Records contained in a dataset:
┄┄┄┄┄┄┄┄┄┄┄┄┄┄┄┄┄┄┄┄
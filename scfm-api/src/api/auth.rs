//! Session authentication
//!
//! Clients send `Authorization: Bearer <token>`. EventSource cannot set
//! headers, so `GET /api/events` also accepts an `access_token` query
//! parameter. No other route does.

use axum::{
    extract::{rejection::JsonRejection, Request, State},
    http::{header, StatusCode},
    middleware::Next,
    response::{IntoResponse, Response},
    Extension, Json,
};
use scfm_common::models::User;
use serde::{Deserialize, Serialize};
use tracing::debug;

use crate::services::accounts::{self, RegisterRequest};
use crate::{ApiError, ApiResult, AppState};

/// The only route that reads the token from the query string
pub const EVENTS_PATH: &str = "/api/events";

/// The authenticated caller, inserted by [`auth_middleware`]
#[derive(Debug, Clone)]
pub struct CurrentUser(pub User);

/// The bearer token of the current request
#[derive(Debug, Clone)]
pub struct SessionToken(pub String);

#[derive(Debug, Deserialize)]
pub struct LoginRequest {
    pub email: String,
    pub password: String,
}

#[derive(Debug, Serialize)]
pub struct SessionResponse {
    pub token: String,
    pub user: User,
}

/// Resolve the session and attach the caller to the request
pub async fn auth_middleware(
    State(state): State<AppState>,
    mut request: Request,
    next: Next,
) -> ApiResult<Response> {
    let token = bearer_token(&request)
        .ok_or_else(|| ApiError::Unauthorized("Missing session token".to_string()))?;
    let user = accounts::authenticate(&state, &token).await?;
    debug!(user_id = %user.id, path = %request.uri().path(), "Authenticated request");

    request.extensions_mut().insert(CurrentUser(user));
    request.extensions_mut().insert(SessionToken(token));
    Ok(next.run(request).await)
}

/// Reject callers without the admin role; runs inside [`auth_middleware`]
pub async fn require_admin(
    Extension(CurrentUser(user)): Extension<CurrentUser>,
    request: Request,
    next: Next,
) -> ApiResult<Response> {
    if !user.is_admin() {
        return Err(ApiError::Forbidden("Admin access required".to_string()));
    }
    Ok(next.run(request).await)
}

fn bearer_token(request: &Request) -> Option<String> {
    let from_header = request
        .headers()
        .get(header::AUTHORIZATION)
        .and_then(|value| value.to_str().ok())
        .and_then(|value| value.strip_prefix("Bearer "))
        .map(|token| token.trim().to_string());
    if let Some(token) = from_header.filter(|t| !t.is_empty()) {
        return Some(token);
    }
    if request.uri().path() != EVENTS_PATH {
        return None;
    }

    request
        .uri()
        .query()
        .unwrap_or("")
        .split('&')
        .filter_map(|pair| pair.split_once('='))
        .find(|(key, _)| *key == "access_token")
        .map(|(_, value)| value.to_string())
        .filter(|t| !t.is_empty())
}

/// POST /api/auth/register
pub async fn register(
    State(state): State<AppState>,
    payload: Result<Json<RegisterRequest>, JsonRejection>,
) -> ApiResult<Response> {
    let Json(input) = payload?;
    let (user, token) = accounts::register(&state, input).await?;
    Ok((StatusCode::CREATED, Json(SessionResponse { token, user })).into_response())
}

/// POST /api/auth/login
pub async fn login(
    State(state): State<AppState>,
    payload: Result<Json<LoginRequest>, JsonRejection>,
) -> ApiResult<Json<SessionResponse>> {
    let Json(input) = payload?;
    let (user, token) = accounts::login(&state, &input.email, &input.password).await?;
    Ok(Json(SessionResponse { token, user }))
}

/// POST /api/auth/logout
pub async fn logout(
    State(state): State<AppState>,
    Extension(SessionToken(token)): Extension<SessionToken>,
) -> ApiResult<StatusCode> {
    accounts::logout(&state, &token).await?;
    Ok(StatusCode::NO_CONTENT)
}

/// GET /api/me
pub async fn me(Extension(CurrentUser(user)): Extension<CurrentUser>) -> Json<User> {
    Json(user)
}

#[cfg(test)]
mod tests {
    use super::*;
    use axum::body::Body;

    fn request(uri: &str, bearer: Option<&str>) -> Request {
        let mut builder = axum::http::Request::builder().uri(uri);
        if let Some(token) = bearer {
            builder = builder.header(header::AUTHORIZATION, format!("Bearer {}", token));
        }
        builder.body(Body::empty()).unwrap()
    }

    #[test]
    fn test_header_token_on_any_route() {
        assert_eq!(bearer_token(&request("/api/me", Some("abc"))).as_deref(), Some("abc"));
        assert_eq!(
            bearer_token(&request("/api/events?access_token=q", Some("abc"))).as_deref(),
            Some("abc")
        );
    }

    #[test]
    fn test_query_token_only_for_event_stream() {
        assert_eq!(
            bearer_token(&request("/api/events?access_token=abc", None)).as_deref(),
            Some("abc")
        );
        assert_eq!(bearer_token(&request("/api/me?access_token=abc", None)), None);
        assert_eq!(bearer_token(&request("/api/releases?access_token=abc", None)), None);
        assert_eq!(bearer_token(&request("/api/events?access_token=", None)), None);
    }
}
┄┄┄┄┄┄┄┄┄┄┄┄┄┄┄┄┄┄┄┄
What is needed:
Make an exact transcription of all the records.

Solution for this task:
filename scfm-api/src/api/auth.rs
//! Session authentication
//!
//! Clients send `Authorization: Bearer <token>`. EventSource cannot set
//! headers, so `GET /api/events` also accepts an `access_token` query
//! parameter. No other route does.

use axum::{
    extract::{rejection::JsonRejection, Request, State},
    http::{header, StatusCode},
    middleware::Next,
    response::{IntoResponse, Response},
    Extension, Json,
};
use scfm_common::models::User;
use serde::{Deserialize, Serialize};
use tracing::debug;

use crate::services::accounts::{self, RegisterRequest};
use crate::{ApiError, ApiResult, AppState};

/// The only route that reads the token from the query string
pub const EVENTS_PATH: &str = "/api/events";

/// The authenticated caller, inserted by [`auth_middleware`]
#[derive(Debug, Clone)]
pub struct CurrentUser(pub User);

/// The bearer token of the current request
#[derive(Debug, Clone)]
pub struct SessionToken(pub String);

#[derive(Debug, Deserialize)]
pub struct LoginRequest {
    pub email: String,
    pub password: String,
}

#[derive(Debug, Serialize)]
pub struct SessionResponse {
    pub token: String,
    pub user: User,
}

/// Resolve the session and attach the caller to the request
pub async fn auth_middleware(
    State(state): State<AppState>,
    mut request: Request,
    next: Next,
) -> ApiResult<Response> {
    let token = bearer_token(&request)
        .ok_or_else(|| ApiError::Unauthorized("Missing session token".to_string()))?;
    let user = accounts::authenticate(&state, &token).await?;
    debug!(user_id = %user.id, path = %request.uri().path(), "Authenticated request");

    request.extensions_mut().insert(CurrentUser(user));
    request.extensions_mut().insert(SessionToken(token));
    Ok(next.run(request).await)
}

/// Reject callers without the admin role; runs inside [`auth_middleware`]
pub async fn require_admin(
    Extension(CurrentUser(user)): Extension<CurrentUser>,
    request: Request,
    next: Next,
) -> ApiResult<Response> {
    if !user.is_admin() {
        return Err(ApiError::Forbidden("Admin access required".to_string()));
    }
    Ok(next.run(request).await)
}

fn bearer_token(request: &Request) -> Option<String> {
    let from_header = request
        .headers()
        .get(header::AUTHORIZATION)
        .and_then(|value| value.to_str().ok())
        .and_then(|value| value.strip_prefix("Bearer "))
        .map(|token| token.trim().to_string());
    if let Some(token) = from_header.filter(|t| !t.is_empty()) {
        return Some(token);
    }
    if request.uri().path() != EVENTS_PATH {
        return None;
    }

    request
        .uri()
        .query()
        .unwrap_or("")
        .split('&')
        .filter_map(|pair| pair.split_once('='))
        .find(|(key, _)| *key == "access_token")
        .map(|(_, value)| value.to_string())
        .filter(|t| !t.is_empty())
}

/// POST /api/auth/register
pub async fn register(
    State(state): State<AppState>,
    payload: Result<Json<RegisterRequest>, JsonRejection>,
) -> ApiResult<Response> {
    let Json(input) = payload?;
    let (user, token) = accounts::register(&state, input).await?;
    Ok((StatusCode::CREATED, Json(SessionResponse { token, user })).into_response())
}

/// POST /api/auth/login
pub async fn login(
    State(state): State<AppState>,
    payload: Result<Json<LoginRequest>, JsonRejection>,
) -> ApiResult<Json<SessionResponse>> {
    let Json(input) = payload?;
    let (user, token) = accounts::login(&state, &input.email, &input.password).await?;
    Ok(Json(SessionResponse { token, user }))
}

/// POST /api/auth/logout
pub async fn logout(
    State(state): State<AppState>,
    Extension(SessionToken(token)): Extension<SessionToken>,
) -> ApiResult<StatusCode> {
    accounts::logout(&state, &token).await?;
    Ok(StatusCode::NO_CONTENT)
}

/// GET /api/me
pub async fn me(Extension(CurrentUser(user)): Extension<CurrentUser>) -> Json<User> {
    Json(user)
}

#[cfg(test)]
mod tests {
    use super::*;
    use axum::body::Body;

    fn request(uri: &str, bearer: Option<&str>) -> Request {
        let mut builder = axum::http::Request::builder().uri(uri);
        if let Some(token) = bearer {
            builder = builder.header(header::AUTHORIZATION, format!("Bearer {}", token));
        }
        builder.body(Body::empty()).unwrap()
    }

    #[test]
    fn test_header_token_on_any_route() {
        assert_eq!(bearer_token(&request("/api/me", Some("abc"))).as_deref(), Some("abc"));
        assert_eq!(
            bearer_token(&request("/api/events?access_token=q", Some("abc"))).as_deref(),
            Some("abc")
        );
    }

    #[test]
    fn test_query_token_only_for_event_stream() {
        assert_eq!(
            bearer_token(&request("/api/events?access_token=abc", None)).as_deref(),
            Some("abc")
        );
        assert_eq!(bearer_token(&request("/api/me?access_token=abc", None)), None);
        assert_eq!(bearer_token(&request("/api/releases?access_token=abc", None)), None);
        assert_eq!(bearer_token(&request("/api/events?access_token=", None)), None);
    }
}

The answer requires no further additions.